What is the best way to submit a patch sequence?   Currently I've got it up
on github at
https://github.com/willmmiles/chrony/commits/client-refclock-add , but I can
do something like git format-patch/git send-email if that's more practical.
Sending patches to the list is prefered.

OK, I will do that in the future.   For a commit chain of several patches, do you prefer one email per patch, or a single message with each patch as an attachment?   I looked through a few months of mailing list history but couldn't find any examples.


Comments are very welcome - if this is a feature you'd be interested in
adopting upstream, but there's further work to do or a different approach
you'd prefer to see, please let me know and I'd be happy to improve it in
whatever way I can.
I had a quick look at the patches and I think the idea is well
implemented. I think I'd have just few comments about coding style,
memory leaks and maybe try to deduplicate some of the code in cmdmon.c
and client.c.

Ah, figures I'd miss a style cleanup somewhere.   Re memory leaks, I didn't thoroughly audit the refclock drivers to ensure everything was freed, but is there something specific you spotted?    Re deduplication, I agree it's an annoyingly large block of marshalling/demarshalling code; I was trying to be consistent with the approach taken for other large packet structures, but I'm definitely open to any opportunity to clean it up.

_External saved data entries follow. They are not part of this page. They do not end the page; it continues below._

use std::sync::{Arc, Mutex, PoisonError};

use asv_proto::GeoPoint;
use time::OffsetDateTime;
use tracing::debug;

#[derive(Debug, Clone, Copy, PartialEq)]
pub struct PositionFix {
    pub point: GeoPoint,
    pub ts: OffsetDateTime,
}

#[derive(Debug, Clone, Copy, PartialEq)]
pub struct HeadingSample {
    /// Compass bearing, degrees clockwise from north.
    pub bearing_deg: f64,
    pub ts: OffsetDateTime,
}

/// Last known vehicle telemetry. Every field is independent and absent
/// until its first sample arrives.
#[derive(Debug, Clone, Copy, Default, PartialEq)]
pub struct VehicleState {
    pub position: Option<PositionFix>,
    pub heading: Option<HeadingSample>,
    pub depth_m: Option<f64>,
}

impl VehicleState {
    pub fn point(&self) -> Option<GeoPoint> {
        self.position.map(|p| p.point)
    }

    pub fn bearing_deg(&self) -> Option<f64> {
        self.heading.map(|h| h.bearing_deg)
    }
}

/// Shared last-value-wins telemetry snapshot.
///
/// Writers only hold the lock for a copy, so publishers never wait on the
/// mission logic.
#[derive(Debug, Clone, Default)]
pub struct TelemetryCache {
    inner: Arc<Mutex<VehicleState>>,
}

impl TelemetryCache {
    pub fn new() -> Self {
        Self::default()
    }

    /// Stores a position fix unless it is older than the one held.
    pub fn update_position(&self, point: GeoPoint, ts: OffsetDateTime) -> bool {
        let mut st = self.inner.lock().unwrap_or_else(PoisonError::into_inner);
        if let Some(prev) = st.position {
            if ts < prev.ts {
                debug!("telemetry: dropping stale position sample");
                return false;
            }
        }
        st.position = Some(PositionFix { point, ts });
        true
    }

    /// Stores a heading sample unless it is older than the one held.
    pub fn update_heading(&self, bearing_deg: f64, ts: OffsetDateTime) -> bool {
        let mut st = self.inner.lock().unwrap_or_else(PoisonError::into_inner);
        if let Some(prev) = st.heading {
            if ts < prev.ts {
                debug!("telemetry: dropping stale heading sample");
                return false;
            }
        }
        st.heading = Some(HeadingSample { bearing_deg, ts });
        true
    }

    pub fn update_depth(&self, depth_m: f64) {
        self.inner.lock().unwrap_or_else(PoisonError::into_inner).depth_m = Some(depth_m);
    }

    pub fn snapshot(&self) -> VehicleState {
        *self.inner.lock().unwrap_or_else(PoisonError::into_inner)
    }
}
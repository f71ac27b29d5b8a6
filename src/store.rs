//! State store contract consumed by `database` nodes and `action:set_state`.
//!
//! Generated code talks to the store through the `store` handle supplied by
//! the dispatcher (`store.get(key)`, `store.set(key, value)`, ...). The Rust
//! side of that contract is [`StateStore`]; [`MemoryStore`] is the in-process
//! implementation hosts use for local runs and tests. Consistency between
//! concurrent invocations is the store's concern (the memory store is
//! last-write-wins).

use dashmap::DashMap;
use serde::{Deserialize, Serialize};
use serde_json::Value;

/// The operations a plugin may perform against the store.
#[derive(Debug, Clone, Copy, Default, PartialEq, Eq, Hash, Serialize, Deserialize)]
#[serde(rename_all = "snake_case")]
pub enum StoreOp {
    #[default]
    Get,
    Set,
    Delete,
    List,
    Exists,
}

impl StoreOp {
    /// Method name on the runtime `store` handle.
    pub fn method(&self) -> &'static str {
        match self {
            StoreOp::Get => "get",
            StoreOp::Set => "set",
            StoreOp::Delete => "delete",
            StoreOp::List => "list",
            StoreOp::Exists => "exists",
        }
    }

    /// Whether the operation takes a value argument.
    pub fn takes_value(&self) -> bool {
        matches!(self, StoreOp::Set)
    }

    /// Whether the operation produces a result worth binding.
    pub fn has_result(&self) -> bool {
        !matches!(self, StoreOp::Set)
    }
}

pub trait StateStore: Send + Sync {
    fn get(&self, key: &str) -> Option<Value>;
    fn set(&self, key: &str, value: Value);
    /// Returns whether the key existed.
    fn delete(&self, key: &str) -> bool;
    /// Keys starting with `prefix`, sorted.
    fn list(&self, prefix: &str) -> Vec<String>;
    fn exists(&self, key: &str) -> bool;
}

#[derive(Debug, Default)]
pub struct MemoryStore {
    entries: DashMap<String, Value>,
}

impl MemoryStore {
    pub fn new() -> Self {
        Self::default()
    }

    pub fn len(&self) -> usize {
        self.entries.len()
    }

    pub fn is_empty(&self) -> bool {
        self.entries.is_empty()
    }
}

impl StateStore for MemoryStore {
    fn get(&self, key: &str) -> Option<Value> {
        self.entries.get(key).map(|v| v.value().clone())
    }

    fn set(&self, key: &str, value: Value) {
        self.entries.insert(key.to_string(), value);
    }

    fn delete(&self, key: &str) -> bool {
        self.entries.remove(key).is_some()
    }

    fn list(&self, prefix: &str) -> Vec<String> {
        let mut keys: Vec<String> = self
            .entries
            .iter()
            .filter(|e| e.key().starts_with(prefix))
            .map(|e| e.key().clone())
            .collect();
        keys.sort();
        keys
    }

    fn exists(&self, key: &str) -> bool {
        self.entries.contains_key(key)
    }
}
//! Per-node configuration validation (N001–N008).
//! SYNC NOTE: Match arms here must track `PluginNode` in
//! `src/parse/types.rs`.

use crate::codegen::expression::sanitize_expression;
use crate::codegen::interpolate::is_identifier;
use crate::codegen::parse_hex_color;
use crate::error::CompilerError;
use crate::limits::Limits;
use crate::parse::node_config::*;
use crate::parse::types::*;

/// Validate a single node's config. Returns all errors found.
pub fn validate_node_config(node: &PluginNode, limits: &Limits) -> Vec<CompilerError> {
    let mut errors = Vec::new();
    let node_id = Some(node.id().to_string());
    let mut names = Names {
        node_id: &node_id,
        errors: &mut errors,
    };

    match node {
        PluginNode::Trigger(n) => {
            let cfg = &n.data.config;
            let (value, what) = match cfg.trigger_type {
                TriggerKind::Command => (&cfg.command, "command name"),
                TriggerKind::Event => (&cfg.event, "event name"),
                TriggerKind::Message => (&cfg.pattern, "message pattern"),
            };
            if value.as_deref().is_none_or(|v| v.trim().is_empty()) {
                names.errors.push(CompilerError::validate(
                    "N008",
                    format!("{} trigger must have a {}", cfg.trigger_type, what),
                    node_id.clone(),
                ));
            }
        }
        PluginNode::Response(_) => {}
        PluginNode::Variable(n) => names.required(&n.data.config.name),
        PluginNode::Data(n) => names.optional(&n.data.config.variable_name),
        PluginNode::Condition(n) => {
            if let Err(e) = sanitize_expression(&n.data.config.expression) {
                names.errors.push(CompilerError::validate(
                    "N003",
                    format!("Invalid condition expression: {}", e),
                    node_id.clone(),
                ));
            }
        }
        PluginNode::Comparison(_) => {}
        PluginNode::Permission(n) => {
            let cfg = &n.data.config;
            let empty = match cfg.check_type {
                PermissionCheck::Permission => {
                    cfg.permission.as_deref().is_none_or(|p| p.trim().is_empty())
                        && cfg.values.is_empty()
                }
                _ => cfg.values.is_empty(),
            };
            if empty {
                names.errors.push(CompilerError::validate(
                    "N007",
                    "Permission check has nothing to check against",
                    node_id.clone(),
                ));
            }
        }
        PluginNode::Action(n) => {
            if let ActionConfig::SetState { key, .. } = &n.data.config {
                if key.trim().is_empty() {
                    names.errors.push(CompilerError::validate(
                        "N007",
                        "set_state action must have a key",
                        node_id.clone(),
                    ));
                }
            }
        }
        PluginNode::HttpRequest(n) => {
            if n.data.config.url.trim().is_empty() {
                names.errors.push(CompilerError::validate(
                    "N002",
                    "HTTP request URL must not be empty",
                    node_id.clone(),
                ));
            }
            names.optional(&n.data.config.variable_name);
        }
        PluginNode::EmbedBuilder(n) => {
            names.optional(&n.data.config.variable_name);
            if let Some(color) = n.data.config.color.as_deref() {
                if !color.trim().is_empty() && parse_hex_color(color).is_none() {
                    names.errors.push(CompilerError::validate(
                        "N005",
                        format!("Embed color '{}' must be a #RRGGBB hex value", color),
                        node_id.clone(),
                    ));
                }
            }
        }
        PluginNode::EmbedResponse(n) => names.required(&n.data.config.embed_variable),
        PluginNode::DiscordAction(n) => {
            let cfg = &n.data.config;
            if let Some(missing) = missing_target(cfg) {
                names.errors.push(CompilerError::validate(
                    "N007",
                    format!("Discord action '{}' is missing {}", cfg.name(), missing),
                    node_id.clone(),
                ));
            }
            if let Some(result) = cfg.result_variable() {
                names.optional(result);
            }
        }
        PluginNode::ForLoop(n) => {
            names.required(&n.data.config.array_variable);
            names.optional(&n.data.config.iterator_variable);
            check_iterations(n.data.config.max_iterations, limits, &node_id, names.errors);
        }
        PluginNode::WhileLoop(n) => {
            if let Err(e) = sanitize_expression(&n.data.config.condition) {
                names.errors.push(CompilerError::validate(
                    "N003",
                    format!("Invalid loop condition: {}", e),
                    node_id.clone(),
                ));
            }
            check_iterations(n.data.config.max_iterations, limits, &node_id, names.errors);
        }
        PluginNode::ArrayOperation(n) => {
            let cfg = &n.data.config;
            if cfg.operation != ArrayOp::Create {
                names.required(&cfg.input_variable);
            }
            names.optional(&cfg.output_variable);
        }
        PluginNode::StringOperation(n) => names.optional(&n.data.config.output_variable),
        PluginNode::ObjectOperation(n) => {
            let cfg = &n.data.config;
            if cfg.operation != ObjectOp::Create {
                names.required(&cfg.input_variable);
            }
            names.optional(&cfg.output_variable);
        }
        PluginNode::MathOperation(n) => names.optional(&n.data.config.output_variable),
        PluginNode::Database(n) => {
            let cfg = &n.data.config;
            if cfg.key.trim().is_empty() && cfg.operation != crate::store::StoreOp::List {
                names.errors.push(CompilerError::validate(
                    "N007",
                    format!("Database {} operation must have a key", cfg.operation.method()),
                    node_id.clone(),
                ));
            }
            if let Some(output) = cfg.output_variable.as_deref() {
                names.optional(output);
            }
        }
        PluginNode::Json(n) => {
            let cfg = &n.data.config;
            names.required(&cfg.input_variable);
            names.optional(&cfg.output_variable);
            if cfg.operation == JsonOp::Extract {
                if cfg.path.trim().is_empty() {
                    names.errors.push(CompilerError::validate(
                        "N006",
                        "JSON extract path must not be empty",
                        node_id.clone(),
                    ));
                } else if cfg.path.len() > limits.max_json_path_length {
                    names.errors.push(CompilerError::validate(
                        "N006",
                        format!(
                            "JSON path exceeds {} characters",
                            limits.max_json_path_length
                        ),
                        node_id.clone(),
                    ));
                }
            }
        }
    }

    errors
}

/// Variable-name checks (N001) for one node.
struct Names<'e> {
    node_id: &'e Option<String>,
    errors: &'e mut Vec<CompilerError>,
}

impl Names<'_> {
    fn required(&mut self, name: &str) {
        if name.trim().is_empty() {
            self.errors.push(CompilerError::validate(
                "N001",
                "Variable name must not be empty",
                self.node_id.clone(),
            ));
        } else {
            self.optional(name);
        }
    }

    /// Empty is allowed; the generator derives a name from the node id.
    fn optional(&mut self, name: &str) {
        let name = name.trim();
        if !name.is_empty() && !is_identifier(name) {
            self.errors.push(CompilerError::validate(
                "N001",
                format!("Variable name '{}' is not a valid identifier", name),
                self.node_id.clone(),
            ));
        }
    }
}

fn check_iterations(
    configured: Option<u64>,
    limits: &Limits,
    node_id: &Option<String>,
    errors: &mut Vec<CompilerError>,
) {
    if let Some(n) = configured {
        if n == 0 || n > limits.max_loop_iterations {
            errors.push(CompilerError::validate(
                "N004",
                format!(
                    "Loop maxIterations must be between 1 and {} (got {})",
                    limits.max_loop_iterations, n
                ),
                node_id.clone(),
            ));
        }
    }
}

fn missing_target(cfg: &DiscordActionConfig) -> Option<&'static str> {
    fn blank(s: &str) -> bool {
        s.trim().is_empty()
    }
    match cfg {
        DiscordActionConfig::SendDm { user_id, .. }
        | DiscordActionConfig::Kick { user_id, .. }
        | DiscordActionConfig::Ban { user_id, .. } => blank(user_id).then_some("a user id"),
        DiscordActionConfig::AddReaction { emoji, .. } => blank(emoji).then_some("an emoji"),
        DiscordActionConfig::AddReactions { emojis, .. } => {
            emojis.is_empty().then_some("emojis")
        }
        DiscordActionConfig::CreatePoll {
            question, options, ..
        } => {
            if blank(question) {
                Some("a question")
            } else if options.len() < 2 {
                Some("at least two options")
            } else {
                None
            }
        }
        DiscordActionConfig::GetRole { role_id, .. }
        | DiscordActionConfig::HasRole { role_id, .. }
        | DiscordActionConfig::AddRole { role_id, .. }
        | DiscordActionConfig::RemoveRole { role_id, .. } => blank(role_id).then_some("a role id"),
        DiscordActionConfig::GetChannel { channel_id, .. }
        | DiscordActionConfig::DeleteChannel { channel_id } => {
            blank(channel_id).then_some("a channel id")
        }
        DiscordActionConfig::CreateChannel { name, .. } => blank(name).then_some("a channel name"),
        DiscordActionConfig::CollectReactions { .. } => None,
    }
}
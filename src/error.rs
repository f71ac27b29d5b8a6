//! Error type shared by parsing, validation, compilation and registration.
//!
//! Every error carries a stable code (`P001`, `V003`, `N007`, `X004`, `C001`,
//! `R001`, ...) so the editor can key messages and highlights on it; the
//! message is for humans and may change.

use serde::Serialize;

#[derive(Debug, Clone, Copy, PartialEq, Eq, Hash, Serialize)]
pub enum Phase {
    Parse,
    Validate,
    Compile,
    Register,
}

impl std::fmt::Display for Phase {
    fn fmt(&self, f: &mut std::fmt::Formatter<'_>) -> std::fmt::Result {
        f.write_str(match self {
            Phase::Parse => "Parse",
            Phase::Validate => "Validate",
            Phase::Compile => "Compile",
            Phase::Register => "Register",
        })
    }
}

#[derive(Debug, Clone, PartialEq, Eq, Serialize, thiserror::Error)]
#[serde(rename_all = "camelCase")]
#[error("[{phase}:{code}] {message}{}", node_suffix(.node_id))]
pub struct CompilerError {
    pub code: String,
    pub phase: Phase,
    pub message: String,
    /// The node the error is attached to, when there is one.
    pub node_id: Option<String>,
}

fn node_suffix(node_id: &Option<String>) -> String {
    node_id
        .as_ref()
        .map(|id| format!(" (node '{}')", id))
        .unwrap_or_default()
}

impl CompilerError {
    fn new(phase: Phase, code: &str, message: impl Into<String>, node_id: Option<String>) -> Self {
        CompilerError {
            code: code.into(),
            phase,
            message: message.into(),
            node_id,
        }
    }

    pub fn parse(code: &str, message: impl Into<String>) -> Self {
        Self::new(Phase::Parse, code, message, None)
    }

    pub fn validate(code: &str, message: impl Into<String>, node_id: Option<String>) -> Self {
        Self::new(Phase::Validate, code, message, node_id)
    }

    pub fn compile(code: &str, message: impl Into<String>, node_id: Option<String>) -> Self {
        Self::new(Phase::Compile, code, message, node_id)
    }

    pub fn register(code: &str, message: impl Into<String>, node_id: Option<String>) -> Self {
        Self::new(Phase::Register, code, message, node_id)
    }
}

#[cfg(test)]
mod tests {
    use super::*;

    #[test]
    fn display_includes_node() {
        let err = CompilerError::validate("N002", "HTTP request URL must not be empty", Some("fetch".into()));
        assert_eq!(
            err.to_string(),
            "[Validate:N002] HTTP request URL must not be empty (node 'fetch')"
        );
        assert_eq!(
            CompilerError::parse("P001", "bad json").to_string(),
            "[Parse:P001] bad json"
        );
    }
}
//! Parse phase: JSON → Rust types + execution graph construction.

pub mod graph;
pub mod node_config;
pub mod types;

pub use graph::ExecutionGraph;
pub use node_config::*;
pub use types::*;

use crate::error::CompilerError;

/// Deserialize a `{ nodes, edges }` JSON string into a `PluginGraph`.
pub fn parse(json: &str) -> Result<PluginGraph, Vec<CompilerError>> {
    serde_json::from_str::<PluginGraph>(json).map_err(|e| vec![parse_error(&e)])
}

/// P003 when a node id was rejected, P001 for anything else.
pub fn parse_error(e: &serde_json::Error) -> CompilerError {
    let message = e.to_string();
    if e.is_data() && message.starts_with("node id") {
        CompilerError::parse("P003", format!("Invalid node id: {}", message))
    } else {
        CompilerError::parse("P001", format!("Failed to parse plugin graph JSON: {}", message))
    }
}
//! Pure data transforms: array, string, object and math operation nodes.
//!
//! Each reads named input variable(s) or templates and writes one output
//! variable. Object keys are always set through computed keys or
//! `Object.fromEntries`, so a key such as `__proto__` stays an own property.

use super::interpolate::{interpolate, interpolate_value, js_string, operand, var_ref};
use super::operations::output_name;
use super::stmt::Stmt;
use crate::parse::node_config::*;
use crate::parse::types::NodeBase;

fn assign(name: &str, value: String) -> Vec<Stmt> {
    vec![Stmt::line(format!("{} = {};", var_ref(name), value))]
}

/// `(Array.isArray(x) ? x : [])`
fn as_array(variable: &str) -> String {
    let r = var_ref(variable);
    format!("(Array.isArray({}) ? {} : [])", r, r)
}

pub fn emit_array_operation(node: &NodeBase<ArrayOperationConfig>) -> Vec<Stmt> {
    let cfg = &node.data.config;
    let output = output_name(&cfg.output_variable, &node.id, "array");
    let input = var_ref(&cfg.input_variable);
    let item = match cfg.property.as_deref().filter(|p| !p.is_empty()) {
        Some(p) => format!("item?.[{}]", js_string(p)),
        None => "item".to_string(),
    };

    let value = match cfg.operation {
        ArrayOp::Create => {
            let items: Vec<String> = cfg.items.iter().map(|i| interpolate_value(i)).collect();
            format!("[{}]", items.join(", "))
        }
        ArrayOp::Push => format!(
            "[...{}, {}]",
            as_array(&cfg.input_variable),
            interpolate_value(&cfg.value)
        ),
        ArrayOp::Pop => format!("Array.isArray({}) ? {}.pop() ?? null : null", input, input),
        ArrayOp::Filter => {
            let operand = interpolate_value(&cfg.value);
            let test = match cfg.filter_mode {
                FilterMode::Equals => format!("{} == {}", item, operand),
                FilterMode::NotEquals => format!("{} != {}", item, operand),
                FilterMode::Contains => {
                    format!("String({} ?? \"\").includes(String({}))", item, operand)
                }
            };
            format!("{}.filter((item) => {})", as_array(&cfg.input_variable), test)
        }
        ArrayOp::Map => format!("{}.map((item) => {})", as_array(&cfg.input_variable), item),
        ArrayOp::Length => format!(
            "Array.isArray({}) || typeof {} === \"string\" ? {}.length : 0",
            input, input, input
        ),
        ArrayOp::Join => format!(
            "{}.join({})",
            as_array(&cfg.input_variable),
            js_string(cfg.separator.as_deref().unwrap_or(", "))
        ),
    };
    assign(&output, value)
}

pub fn emit_string_operation(node: &NodeBase<StringOperationConfig>) -> Vec<Stmt> {
    let cfg = &node.data.config;
    let output = output_name(&cfg.output_variable, &node.id, "text");
    let text = format!("String({})", interpolate(&cfg.input));

    let value = match cfg.operation {
        StringOp::Concat => {
            let parts: Vec<String> = if cfg.inputs.is_empty() {
                vec![interpolate(&cfg.input)]
            } else {
                cfg.inputs.iter().map(|i| interpolate(i)).collect()
            };
            format!(
                "[{}].join({})",
                parts.join(", "),
                js_string(cfg.separator.as_deref().unwrap_or(""))
            )
        }
        StringOp::Split => format!(
            "{}.split({}).map((part) => part.trim())",
            text,
            js_string(cfg.separator.as_deref().unwrap_or(","))
        ),
        StringOp::Replace => format!(
            "{}.{}({}, {})",
            text,
            if cfg.replace_all { "replaceAll" } else { "replace" },
            interpolate(&cfg.search),
            interpolate(&cfg.replacement)
        ),
        StringOp::Upper => format!("{}.toUpperCase()", text),
        StringOp::Lower => format!("{}.toLowerCase()", text),
        StringOp::Trim => format!("{}.trim()", text),
        StringOp::Substring => match cfg.end {
            Some(end) => format!("{}.substring({}, {})", text, cfg.start.unwrap_or(0), end),
            None => format!("{}.substring({})", text, cfg.start.unwrap_or(0)),
        },
        StringOp::ConditionalMapping => {
            let pairs: Vec<String> = cfg
                .mappings
                .iter()
                .map(|m| format!("[{}, {}]", js_string(&m.when), interpolate(&m.result)))
                .collect();
            let fallback = match cfg.default_value.as_deref() {
                Some(d) => interpolate(d),
                None => text.clone(),
            };
            format!("new Map([{}]).get({}) ?? {}", pairs.join(", "), text, fallback)
        }
        StringOp::Join => format!(
            "{}.join({})",
            as_array(cfg.input.trim()),
            js_string(cfg.separator.as_deref().unwrap_or(", "))
        ),
    };
    assign(&output, value)
}

pub fn emit_object_operation(node: &NodeBase<ObjectOperationConfig>) -> Vec<Stmt> {
    let cfg = &node.data.config;
    let output = output_name(&cfg.output_variable, &node.id, "object");
    let input = var_ref(&cfg.input_variable);
    let object = format!(
        "(typeof {} === \"object\" && {} !== null ? {} : {{}})",
        input, input, input
    );

    let value = match cfg.operation {
        ObjectOp::Create => {
            let entries: Vec<String> = cfg
                .entries
                .iter()
                .map(|e| format!("[{}, {}]", interpolate(&e.key), interpolate_value(&e.value)))
                .collect();
            format!("Object.fromEntries([{}])", entries.join(", "))
        }
        ObjectOp::Get => {
            let key = interpolate(&cfg.key);
            format!(
                "Object.hasOwn({}, {}) ? {}[{}] : null",
                object, key, object, key
            )
        }
        ObjectOp::Set => format!(
            "{{ ...{}, [{}]: {} }}",
            object,
            interpolate(&cfg.key),
            interpolate_value(&cfg.value)
        ),
        ObjectOp::Keys => format!("Object.keys({})", object),
        ObjectOp::Values => format!("Object.values({})", object),
    };
    assign(&output, value)
}

pub fn emit_math_operation(node: &NodeBase<MathOperationConfig>) -> Vec<Stmt> {
    let cfg = &node.data.config;
    let output = output_name(&cfg.output_variable, &node.id, "result");
    let left = format!("Number({})", operand(&cfg.left));
    let right = format!("Number({})", operand(&cfg.right));

    let value = match cfg.operation {
        MathOp::Add => format!("{} + {}", left, right),
        MathOp::Subtract => format!("{} - {}", left, right),
        MathOp::Multiply => format!("{} * {}", left, right),
        MathOp::Divide => format!("{} === 0 ? null : {} / {}", right, left, right),
        MathOp::Modulo => format!("{} === 0 ? null : {} % {}", right, left, right),
        MathOp::Power => format!("Math.pow({}, {})", left, right),
        MathOp::Sqrt => format!("Math.sqrt({})", left),
        MathOp::Abs => format!("Math.abs({})", left),
    };
    assign(&output, value)
}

The parser of the delete command should be able to
handle "refclock" as a hostname for compatibility.

! Yes, of course.   I could use the presence of a third argument to disambiguate.

The Linux seccomp
filter would probably need to be updated to allow all syscalls that
can be made when opening refclocks.

Right.   I don't know much about the current state of security tools in Linux, but that makes sense.


With the permission issue, I'm not sure if this is really worth it.
I'll need to think about it.

Before you implemented the new commands, have you tried modifying the
config file and restarting chronyd? With the dumpdir directive and the
-r option, the timekeeping service should be restored very quickly.

If it didn't work well for you, I'm wondering if it wouldn't be better
to focus on improving this feature instead of adding refclock specific
commands.

To work via the config file, I'd have to:

-> Modify the boot scripts to create a ramdisk and place a base config file in there before starting the daemon, since I don't want to make persistent changes; -> Come up with some kind of mutexing arrangement (lockfiles? another single-threaded daemon processing messages serially?) to avoid multiple time source drivers trying to edit the file in parallel; -> Ensure that the tracking state was preserved across restarts so that esterror and maxerror aren't disturbed -- my application depends not just on accurate time, but also uses the esterror and maxerror values to indicate how much we can trust it; adding a new source shouldn't degrade the existing estimates.   This may already be solved, but I haven't tested it.

From here it seemed to be a lot more straightforward to try and use the existing client message handling framework rather than have to solve parallelism issues via the filesystem, write an additional config file management daemon, and/or fix up any tracking state continuity issues.  But honestly, I agree with you about the permissions -- there be dragons there, and I don't know if there's a solution that doesn't add more complexity than it's worth.   I'm happy to file this under "works for me in my environment, but isn't of use to the general community".

In that vein, I also have a patch stream that adds TAI offset tracking for sources, and implements https://tools.ietf.org/html/draft-stenn-ntp-extended-information-00 to communicate TAI offset information between nodes.   I definitely wouldn't recommend it for use on the public internet, but the foundational patches to transmit and receive NTPv4 extensions might be useful at some future date.   Would it be of any use to post them up here for posterity, even though there's not really much point in merging anything like it now?